Auberge espagnole

« Dans le ventre des Espagnoles il y a des armes toutes prêtes, toutes prêtes et qui attendent. » (Léo Ferré)

Graoulliennes, Graoulliens, amical bonjour de la pointe Bretagne ! Je ne voudrais pas jouer une nouvelle fois à l’anti-sport primaire, mais n’empêche : pouvez-vous me rappeler de quel pays l’équipe qui a gagné la dernière coupe du monde de football portait les couleurs ? Pouvez-vous me rappeler la nationalité de Rafael Nadal, multi-vainqueur de Roland Garros ? Pouvez-vous me rappeler quelle est la patrie d’Alberto Contador, qui a pratiquement fait oublier Lance Armstrong sur la route du tour de France ? Bien sûr, vous ne l’avez pas oublié, l’Espagne peut se vanter d’avoir des sportifs dont le talent brille à l’échelle mondiale ; cela a-t-il évité la crise à ce beau pays ? La réponse est si évidente que l’on peut même légitimement se demander si l’argent dépensé dans le domaine sportif par l’État espagnol n’explique pas en partie la triste situation actuelle de nos amis d’Outre-Pyrénées… Il ne s’agit pas de dénoncer le sport comme porteur de tous les maux, mais simplement de se poser la question des bienfaits réels qu’il apporte à l’économie d’un pays : ne serait-il pas plutôt une charge qui viendrait empêcher les États d’investir dans des domaines plus vitaux ? J’ai toujours trouvé curieux que ce manque à gagner dû à un domaine qui n’est pas indispensable ne soit jamais comptabilisé…

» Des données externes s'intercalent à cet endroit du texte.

#[cfg(test)]
mod tests {
    use tempograph_core::TempoGraphError;

    use crate::memory::InMemorySource;
    use crate::source::{EpochConfig, Sequence, SequenceSource, StreamDescription};

    fn sequence_of_len(len: usize, value: f32) -> Sequence {
        Sequence::new(1, len, vec![value; len]).unwrap()
    }

    fn ragged_source(lengths: &[usize]) -> InMemorySource {
        let sequences = lengths
            .iter()
            .enumerate()
            .map(|(i, &len)| sequence_of_len(len, i as f32))
            .collect();
        InMemorySource::new(
            vec![StreamDescription::new("features", 1)],
            vec![sequences],
        )
        .unwrap()
    }

    /// The first value of each returned sequence identifies the example.
    fn example_ids(source: &mut InMemorySource, budget: usize) -> Vec<Vec<usize>> {
        let mut bundles = Vec::new();
        loop {
            let set = source.next_sequences(budget);
            let ids = set.streams[0]
                .iter()
                .map(|seq| seq.column(0)[0] as usize)
                .collect();
            bundles.push(ids);
            if set.end_of_epoch {
                return bundles;
            }
        }
    }

    #[test]
    fn test_budget_bounds_bundle_size() {
        let mut source = ragged_source(&[3, 2, 4]);
        source.start_epoch(EpochConfig::default());

        let first = source.next_sequences(5);
        assert_eq!(first.streams[0].len(), 2);
        assert!(!first.end_of_epoch);

        let second = source.next_sequences(5);
        assert_eq!(second.streams[0].len(), 1);
        assert_eq!(second.streams[0][0].steps(), 4);
        assert!(second.end_of_epoch);
    }

    #[test]
    fn test_oversized_sequence_still_returned() {
        let mut source = ragged_source(&[7]);
        source.start_epoch(EpochConfig::default());
        let set = source.next_sequences(1);
        assert_eq!(set.streams[0].len(), 1);
        assert_eq!(set.streams[0][0].steps(), 7);
        assert!(set.end_of_epoch);
    }

    #[test]
    fn test_epoch_restart_rewinds() {
        let mut source = ragged_source(&[2, 2]);
        source.start_epoch(EpochConfig::default());
        assert_eq!(example_ids(&mut source, 10), vec![vec![0, 1]]);

        source.start_epoch(EpochConfig::default());
        assert_eq!(example_ids(&mut source, 10), vec![vec![0, 1]]);
    }

    #[test]
    fn test_drained_source_reports_end() {
        let mut source = ragged_source(&[1]);
        source.start_epoch(EpochConfig::default());
        assert!(source.next_sequences(4).end_of_epoch);

        let empty = source.next_sequences(4);
        assert!(empty.is_empty());
        assert!(empty.end_of_epoch);
    }

    #[test]
    fn test_shuffle_is_seed_deterministic() {
        let config = EpochConfig {
            shuffle: true,
            seed: 17,
        };
        let mut a = ragged_source(&[1, 1, 1, 1, 1, 1, 1, 1]);
        let mut b = ragged_source(&[1, 1, 1, 1, 1, 1, 1, 1]);
        a.start_epoch(config);
        b.start_epoch(config);
        assert_eq!(example_ids(&mut a, 3), example_ids(&mut b, 3));
    }

    #[test]
    fn test_shuffle_covers_every_example() {
        let mut source = ragged_source(&[1, 1, 1, 1, 1]);
        source.start_epoch(EpochConfig {
            shuffle: true,
            seed: 99,
        });
        let mut seen: Vec<usize> = example_ids(&mut source, 2).concat();
        seen.sort_unstable();
        assert_eq!(seen, vec![0, 1, 2, 3, 4]);
    }

    #[test]
    fn test_unshuffled_order_is_identity() {
        let mut source = ragged_source(&[1, 1, 1]);
        source.start_epoch(EpochConfig::default());
        assert_eq!(example_ids(&mut source, 1), vec![vec![0], vec![1], vec![2]]);
    }

    #[test]
    fn test_new_rejects_uneven_stream_lengths() {
        let err = InMemorySource::new(
            vec![
                StreamDescription::new("features", 1),
                StreamDescription::new("labels", 1),
            ],
            vec![
                vec![sequence_of_len(2, 0.0)],
                vec![sequence_of_len(2, 0.0), sequence_of_len(2, 1.0)],
            ],
        )
        .unwrap_err();
        assert!(matches!(err, TempoGraphError::InternalError(_)));
    }

    #[test]
    fn test_new_rejects_mismatched_rows() {
        let err = InMemorySource::new(
            vec![StreamDescription::new("features", 3)],
            vec![vec![sequence_of_len(2, 0.0)]],
        )
        .unwrap_err();
        assert!(matches!(err, TempoGraphError::ShapeMismatch { .. }));
    }

    #[test]
    fn test_new_rejects_ragged_examples_across_streams() {
        let err = InMemorySource::new(
            vec![
                StreamDescription::new("features", 1),
                StreamDescription::new("labels", 1),
            ],
            vec![
                vec![sequence_of_len(3, 0.0)],
                vec![sequence_of_len(2, 0.0)],
            ],
        )
        .unwrap_err();
        assert!(matches!(err, TempoGraphError::ShapeMismatch { .. }));
    }
}
use crate::error::TempoGraphError;
use crate::matrix::Matrix;

/// Per-cell boundary and occupancy flags of a minibatch grid.
///
/// A cell may carry several flags at once; a length-one sequence is both a
/// start and an end.
#[derive(Debug, Clone, Copy, PartialEq, Eq, Hash, Default)]
pub struct CellFlags(u8);

impl CellFlags {
    /// Plain interior sample.
    pub const NONE: CellFlags = CellFlags(0);
    /// First step of a sequence.
    pub const SEQUENCE_START: CellFlags = CellFlags(1);
    /// Last step of a sequence.
    pub const SEQUENCE_END: CellFlags = CellFlags(1 << 1);
    /// Padding cell with no sample behind it (a gap).
    pub const NO_INPUT: CellFlags = CellFlags(1 << 2);

    pub fn contains(self, other: CellFlags) -> bool {
        self.0 & other.0 == other.0
    }

    pub fn insert(&mut self, other: CellFlags) {
        self.0 |= other.0;
    }

    pub fn is_gap(self) -> bool {
        self.contains(Self::NO_INPUT)
    }
}

impl std::ops::BitOr for CellFlags {
    type Output = CellFlags;

    fn bitor(self, rhs: CellFlags) -> CellFlags {
        CellFlags(self.0 | rhs.0)
    }
}

/// Shape and occupancy of one packed minibatch: `steps` timesteps by
/// `slots` parallel sequences, with per-cell [`CellFlags`].
///
/// Column `t * slots + s` of every layout-bound buffer belongs to cell
/// `(t, s)`. The layout tracks its gap count so the no-gaps fast path is a
/// single comparison.
#[derive(Debug, Clone, PartialEq)]
pub struct MinibatchLayout {
    steps: usize,
    slots: usize,
    flags: Vec<CellFlags>,
    gap_count: usize,
}

impl MinibatchLayout {
    /// Creates a fully occupied layout: every cell valid, no flags set.
    pub fn new(steps: usize, slots: usize) -> Self {
        MinibatchLayout {
            steps,
            slots,
            flags: vec![CellFlags::NONE; steps * slots],
            gap_count: 0,
        }
    }

    /// Builds a layout from per-cell flags in column order (`t * slots + s`).
    ///
    /// # Errors
    /// Fails with `MaskingSpan` when `flags.len() != steps * slots`.
    pub fn with_flags(
        steps: usize,
        slots: usize,
        flags: Vec<CellFlags>,
    ) -> Result<Self, TempoGraphError> {
        if flags.len() != steps * slots {
            return Err(TempoGraphError::MaskingSpan {
                expected: steps * slots,
                actual: flags.len(),
            });
        }
        let gap_count = flags.iter().filter(|f| f.is_gap()).count();
        Ok(MinibatchLayout {
            steps,
            slots,
            flags,
            gap_count,
        })
    }

    pub fn steps(&self) -> usize {
        self.steps
    }

    pub fn slots(&self) -> usize {
        self.slots
    }

    /// Total column count spanned by the grid, `steps * slots`.
    pub fn columns(&self) -> usize {
        self.steps * self.slots
    }

    /// Column index of cell `(time, slot)`.
    pub fn column_of(&self, time: usize, slot: usize) -> usize {
        debug_assert!(time < self.steps && slot < self.slots);
        time * self.slots + slot
    }

    pub fn flags(&self, time: usize, slot: usize) -> CellFlags {
        self.flags[self.column_of(time, slot)]
    }

    /// ORs `flags` into cell `(time, slot)`, keeping the gap count current.
    pub fn add_flags(&mut self, time: usize, slot: usize, flags: CellFlags) {
        let col = self.column_of(time, slot);
        let was_gap = self.flags[col].is_gap();
        self.flags[col].insert(flags);
        if !was_gap && self.flags[col].is_gap() {
            self.gap_count += 1;
        }
    }

    pub fn is_gap(&self, time: usize, slot: usize) -> bool {
        self.flags(time, slot).is_gap()
    }

    /// Fast occupancy check: true when at least one cell is a gap.
    pub fn has_gaps(&self) -> bool {
        self.gap_count > 0
    }

    pub fn gap_count(&self) -> usize {
        self.gap_count
    }

    /// Number of cells carrying actual samples.
    pub fn valid_count(&self) -> usize {
        self.columns() - self.gap_count
    }
}

/// Selects which columns of a minibatch a kernel call touches: the whole
/// batch, one timestep, or a single `(timestep, slot)` cell.
#[derive(Debug, Clone, Copy, PartialEq, Eq)]
pub struct FrameRange {
    time: Option<usize>,
    slot: Option<usize>,
}

impl FrameRange {
    /// Selects every column of the minibatch.
    pub fn all() -> Self {
        FrameRange {
            time: None,
            slot: None,
        }
    }

    /// Selects one timestep across all slots.
    pub fn at(time: usize) -> Self {
        FrameRange {
            time: Some(time),
            slot: None,
        }
    }

    /// Narrows a timestep selection to a single slot.
    pub fn with_slot(self, slot: usize) -> Self {
        FrameRange {
            time: self.time,
            slot: Some(slot),
        }
    }

    pub fn time(&self) -> Option<usize> {
        self.time
    }

    pub fn slot(&self) -> Option<usize> {
        self.slot
    }

    pub fn is_whole_batch(&self) -> bool {
        self.time.is_none() && self.slot.is_none()
    }

    /// Resolves the selection to a contiguous `(start, count)` column range
    /// within `layout`. Returns `None` for an out-of-range timestep or slot,
    /// and for a slot selection without a timestep (that selection is not
    /// contiguous and no caller produces it).
    pub fn column_span(&self, layout: &MinibatchLayout) -> Option<(usize, usize)> {
        match (self.time, self.slot) {
            (None, None) => Some((0, layout.columns())),
            (Some(t), None) if t < layout.steps() => Some((t * layout.slots(), layout.slots())),
            (Some(t), Some(s)) if t < layout.steps() && s < layout.slots() => {
                Some((layout.column_of(t, s), 1))
            }
            _ => None,
        }
    }
}

/// Writes `fill` into every gap column of `matrix` selected by `frame`.
///
/// `fill` is `0.0` wherever correctness of downstream reductions is at
/// stake, and NaN when hunting for code that reads padding it should not.
/// Returns the number of columns overwritten.
///
/// # Errors
/// Fails with `MaskingSpan` when the buffer does not span exactly one
/// column per layout cell.
pub fn mask_columns_to(
    matrix: &mut Matrix,
    layout: &MinibatchLayout,
    frame: FrameRange,
    fill: f32,
) -> Result<usize, TempoGraphError> {
    if !layout.has_gaps() {
        return Ok(0);
    }
    if matrix.cols() != layout.columns() {
        return Err(TempoGraphError::MaskingSpan {
            expected: layout.columns(),
            actual: matrix.cols(),
        });
    }
    let (times, slots): (std::ops::Range<usize>, std::ops::Range<usize>) =
        match (frame.time(), frame.slot()) {
            (None, None) => (0..layout.steps(), 0..layout.slots()),
            (Some(t), None) => (t..t + 1, 0..layout.slots()),
            (Some(t), Some(s)) => (t..t + 1, s..s + 1),
            (None, Some(s)) => (0..layout.steps(), s..s + 1),
        };
    let mut masked = 0;
    for t in times {
        for s in slots.clone() {
            if t >= layout.steps() || s >= layout.slots() {
                continue;
            }
            if layout.is_gap(t, s) {
                let col = layout.column_of(t, s);
                for v in matrix.column_mut(col) {
                    *v = fill;
                }
                masked += 1;
            }
        }
    }
    Ok(masked)
}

Ces considérations n’ayant eu pour but que d’offrir une entrée en matière à cet article, entrons dans le vif du sujet : je ne voudrais pas non plus jouer au pessimiste de service, mais n’empêche : pouvez-vous me rappeler aussi dans quel pays a pris naissance le fameux mouvement des indignés ? En Espagne, bien sûr ; et qu’est-il sorti des urnes la semaine dernière ? Il en est sorti une majorité de droite, qui plus est de la droite la plus réactionnaire qui soit, celle du Partido Popular (Appeler « populaire » un parti pareil ! Ils ont de l’humour, les Ibères !). Bon, d’accord, ils n’allaient pas reconduire Zapatero, mais n’y avait-il vraiment pas d’autre choix que la droite et la fausse gauche ? Je ne suis pas d’assez prêt la vie politique espagnole pour avoir la réponse. On a beau jeu, en Europe, de critiquer la révolution tunisienne qui a abouti sur la victoire des islamistes, c’est oublier bien vite que les Français, après avoir désapprouvé le néo-fascisme en 2002, l’impérialisme américain en 2003, le libéralisme économique sauvage en 2004, l’Europe libérale en 2005 et la précarisation des jeunes en 2006 ont finalement approuvé, en élisant Sarkozy, tout ce qu’ils avaient rejeté auparavant… Par conséquent, la victoire de Mariano Rajoy m’a déçu mais ne m’a pas tellement surpris : j’ai souvent l’impression qu’en politique, les gens ont peur de ce qu’ils pensent vraiment… Bref, que dire quand la nation des Indignés se dote d’un gouvernement de ce type ? Faut-il déjà désespérer de ce mouvement qui prend une ampleur internationale mais qui pourrait finir comme celui de mai 68 ? Faut-il au contraire espérer que la frustration que la politique de Rajoy ne manquera pas de susciter accélérera le processus révolutionnaire ? Une seule chose est sûre : pour les bonnes nouvelles, on attendra.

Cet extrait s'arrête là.